7. A little? Not enough.
8. This is not planned. I need to be realistic about how much I can pedal day in and day out, and understand the terrain a little better. There will be some really terrible hills. But really terrible is very subjective. I need to look at the grade of the hills and see how it compares to what I pedal around here. Living smack against the Andes, it's not like I'm a stranger to hills. But they're not what I'd call my strong point. Like eating cereal with milk. I'm really good at that (especially if they're Quaker's Quadritos).
So as you can see, there's some, um, planning that needs to be done. And by some I mean kind of all of it. Oh. that.
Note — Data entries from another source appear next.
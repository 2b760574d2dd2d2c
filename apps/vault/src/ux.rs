pub(crate) mod fido;
pub(crate) use fido::*;
pub(crate) mod framework;
pub(crate) use framework::*;
pub(crate) mod icontray;
pub(crate) use icontray::*;

use locales::t;
use chrono::{Utc, DateTime, NaiveDateTime};
use std::time::{SystemTime, UNIX_EPOCH};

pub(crate) fn atime_to_str(req_atime: u64) -> String {
    let mut request_str = String::new();
    if req_atime == 0 {
        request_str.push_str(&format!("{}{}",
            t!("vault.u2f.appinfo.last_authtime", xous::LANG),
            t!("vault.u2f.appinfo.never", xous::LANG)
        ));
    } else {
        let now = utc_now();
        let atime = DateTime::<Utc>::from_utc(
            NaiveDateTime::from_timestamp(req_atime as i64, 0),
            Utc
        );
        if now.signed_duration_since(atime).num_days() > 1 {
            request_str.push_str(&format!("{}{}{}",
                t!("vault.u2f.appinfo.last_authtime", xous::LANG),
                now.signed_duration_since(atime).num_days(),
                t!("vault.u2f.appinfo.days_ago", xous::LANG),
            ));
        } else if now.signed_duration_since(atime).num_hours() > 1 {
            request_str.push_str(&format!("{}{}{}",
                t!("vault.u2f.appinfo.last_authtime", xous::LANG),
                now.signed_duration_since(atime).num_hours(),
                t!("vault.u2f.appinfo.hours_ago", xous::LANG),
            ));
        } else if now.signed_duration_since(atime).num_minutes() > 1 {
            request_str.push_str(&format!("{}{}{}",
                t!("vault.u2f.appinfo.last_authtime", xous::LANG),
                now.signed_duration_since(atime).num_minutes(),
                t!("vault.u2f.appinfo.minutes_ago", xous::LANG),
            ));
        } else {
            request_str.push_str(&format!("{}{}{}",
                t!("vault.u2f.appinfo.last_authtime", xous::LANG),
                now.signed_duration_since(atime).num_seconds(),
                t!("vault.u2f.appinfo.seconds_ago", xous::LANG),
            ));
        }
    }
    request_str
}

/// because we don't get Utc::now, as the crate checks your architecture and xous is not recognized as a valid target
pub(crate) fn utc_now() -> DateTime::<Utc> {
    let now =
    SystemTime::now().duration_since(UNIX_EPOCH).expect("system time before Unix epoch");
    let naive = NaiveDateTime::from_timestamp(now.as_secs() as i64, now.subsec_nanos() as u32);
    DateTime::from_utc(naive, Utc)
}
Re hills: From what I can see, the first few days out of Christchurch should be pretty flat. You'd think this would be a good thing. In fact, it is not. It is likely to remind me of Sauvie's Island outside of Portland, Oregon, a place that was designed with a level and then stuck in a wind tunnel on 10. It is the most torturously unpleasant ride I have ever ridden, and that includes dogs, rocks, rainstorms, hailstorms, wind gusts, people throwing things, cracks in the road and even crashes.
But my biggest enemy in pedalling is not the physical. The physical can be overcome. You can stop and take a break, take a nap, drink a box of cappucino-flavored milk (bleck, this in Costa Rica, a trip I planned in the airport with the free map from the tourism office). The physical problems go away. Nothing a shower and a rest can't cure. But the mental exhaustion of knowing that you have a long spool of black asphalt before you that must be traversed, while your self-confidence has taken a hike down one of New Zealand's famous tramping tracks? That's hell.
But overcoming all of it? The pain, and the fatigue and the niggling self doubts about whether you could or couldn't? That's like a good bowl of cereal with milk. With a free prize inside.
More details to follow. If you have any words of wisdom or resources or if you're a sports psychologist, please feel free to speak up.